In the far end of the bazaar, my favorite goldsmith did his thing — melting the off-cuts and sweepings into a little brick of solid gold — for our camera. In three minutes, it went from loose shavings to molten metal poured into a mold, cooled in a bucket of water, polished with newspaper, and into my hands. Being the first to hold that brand-new, four-pound brick of gold there in that funky, ramshackle, hot hole-in-the-wall was fun…and great TV.
We worked all day. The security was as tight as London’s (where I was a couple of weeks ago). Guards with metal-detecting wands did a cursory wave over us as we entered the Grand Bazaar and the Spice Market.
I was tuned into the people around us. At first, it was the cruise-ship people — filling the Hippodrome square and the main street in the Grand Bazaar. Then, simply stepping into the thriving market streets beyond the touristy zone, there were absolutely no tourists and a festival of telegenic local faces.
There are a lot of tourists in town. At lunch, I met an enthusiastic group who took our Turkey tour last year and have returned to explore the country again. I think I met more American tourists in Istanbul today than I did all last week traveling through the Danish countryside (outside of Copenhagen, which has lots of Yanks).

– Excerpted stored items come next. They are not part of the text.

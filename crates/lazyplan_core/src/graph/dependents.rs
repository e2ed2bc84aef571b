//! Dependent notes: notes that only exist while their parent does.

use super::GraphError;
use crate::model::entity::DependentNote;
use crate::model::kind::{EntityId, EntityRef};
use crate::store::{remove_by_id, Store};

impl Store {
    /// Attaches a new note to `parent`.
    ///
    /// # Errors
    /// - `GraphError::ParentNotFound` when `parent` does not resolve.
    pub fn add_dependent_note(
        &mut self,
        title: impl Into<String>,
        content: impl Into<String>,
        parent: EntityRef,
    ) -> Result<DependentNote, GraphError> {
        if !self.contains(parent) {
            return Err(GraphError::ParentNotFound(parent));
        }

        let note = DependentNote::new(self.next_dependent_note_id()?, title, content, parent);
        self.dependent_notes.push(note.clone());
        Ok(note)
    }

    /// Dependent notes of one parent, in storage order.
    pub fn dependent_notes_of(&self, parent: EntityRef) -> Vec<&DependentNote> {
        self.dependent_notes
            .iter()
            .filter(|note| note.parent() == parent)
            .collect()
    }

    /// All dependent notes, or only those of `parent` when given.
    pub fn find_dependent_notes(&self, parent: Option<EntityRef>) -> Vec<&DependentNote> {
        match parent {
            Some(parent) => self.dependent_notes_of(parent),
            None => self.dependent_notes.iter().collect(),
        }
    }

    /// Replaces the supplied fields of one dependent note.
    pub fn update_dependent_note(
        &mut self,
        note_id: EntityId,
        title: Option<String>,
        content: Option<String>,
    ) -> Option<&DependentNote> {
        let note = self.dependent_note_mut(note_id)?;
        if let Some(title) = title {
            note.title = title;
        }
        if let Some(content) = content {
            note.content = content;
        }
        Some(&*note)
    }

    /// Removes one dependent note. Returns whether it existed.
    pub fn delete_dependent_note(&mut self, note_id: EntityId) -> bool {
        remove_by_id(&mut self.dependent_notes, note_id)
    }
}

#[cfg(test)]
mod tests {
    use crate::graph::GraphError;
    use crate::model::entity::{Note, Todo};
    use crate::model::kind::EntityRef;
    use crate::store::Store;

    #[test]
    fn missing_parent_is_rejected_with_reference() {
        let mut store = Store::new();
        let err = store
            .add_dependent_note("t", "c", EntityRef::todo(7))
            .unwrap_err();
        assert_eq!(err, GraphError::ParentNotFound(EntityRef::todo(7)));
        assert_eq!(err.to_string(), "todo with id 7 not found");
        assert!(store.dependent_notes().is_empty());
    }

    #[test]
    fn note_parent_resolves_against_standalone_notes() {
        let mut store = Store::new();
        store.notes.push(Note::new(3, "Ideas", "idea", ""));
        let note = store
            .add_dependent_note("follow-up", "", EntityRef::note(3))
            .unwrap();
        assert_eq!(note.parent(), EntityRef::note(3));
    }

    #[test]
    fn filter_matches_kind_and_id() {
        let mut store = Store::new();
        store.todos.push(Todo::new(1, "a"));
        store.notes.push(Note::new(1, "b", "idea", ""));
        store
            .add_dependent_note("on todo", "", EntityRef::todo(1))
            .unwrap();
        store
            .add_dependent_note("on note", "", EntityRef::note(1))
            .unwrap();

        let on_todo = store.find_dependent_notes(Some(EntityRef::todo(1)));
        assert_eq!(on_todo.len(), 1);
        assert_eq!(on_todo[0].title, "on todo");
        assert_eq!(store.find_dependent_notes(None).len(), 2);
    }

    #[test]
    fn update_changes_only_supplied_fields() {
        let mut store = Store::new();
        store.todos.push(Todo::new(1, "a"));
        let created = store
            .add_dependent_note("title", "content", EntityRef::todo(1))
            .unwrap();

        let updated = store
            .update_dependent_note(created.id, None, Some("new content".to_string()))
            .unwrap();
        assert_eq!(updated.title, "title");
        assert_eq!(updated.content, "new content");
        assert!(store.update_dependent_note(99, None, None).is_none());
    }
}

I’ve always wanted to film Istanbul’s fish boats cooking up their fish right on their bobbing deck, and serving it up in hunks of bread wrapped in newspaper. (This Istanbul fast food is a sentimental memory from my teenage visit here.) With the boats rocking wildly, we bought our sandwiches. As I sat down to eat mine, a bird strafed me. It was as if yellow mustard (the expensive kind, with the grains in it) just squirted out of the sky. A streak landed on my sleeve, and another on the thigh of my pants. I heard a third squirt land in the vicinity of my sandwich. When I surveyed my fried mackerel, it was the same rustic yellow — camouflaging whatever may have landed there. Lale said, “That’s why we don’t like pigeons.” Simon tried to comfort me, saying, “It’s probably mostly mackerel, anyway.” I still couldn’t finish my snack.
The slick new city tram — notoriously crowded through the day — was not jammed after rush hour. So we hopped on and filmed it as we returned to our hotel. We met a beautiful woman in an amazing black scarf covered with bangles (imagine I Dream of Jeannie at an Irish wake). I asked her man where they were from…thinking Oman or Sudan or Kilimanjaro or something really exotic. They said Istanbul. I said, “Çok güzel”(very beautiful), and thought, “I guess if you need to cover your head…you can do it with panache.”
Oh, back to my reason for the blog entry: Should you travel to Istanbul? Who am I to say? Some people will, and some people won’t. Those who won’t…can see a great show about it on public TV this coming October.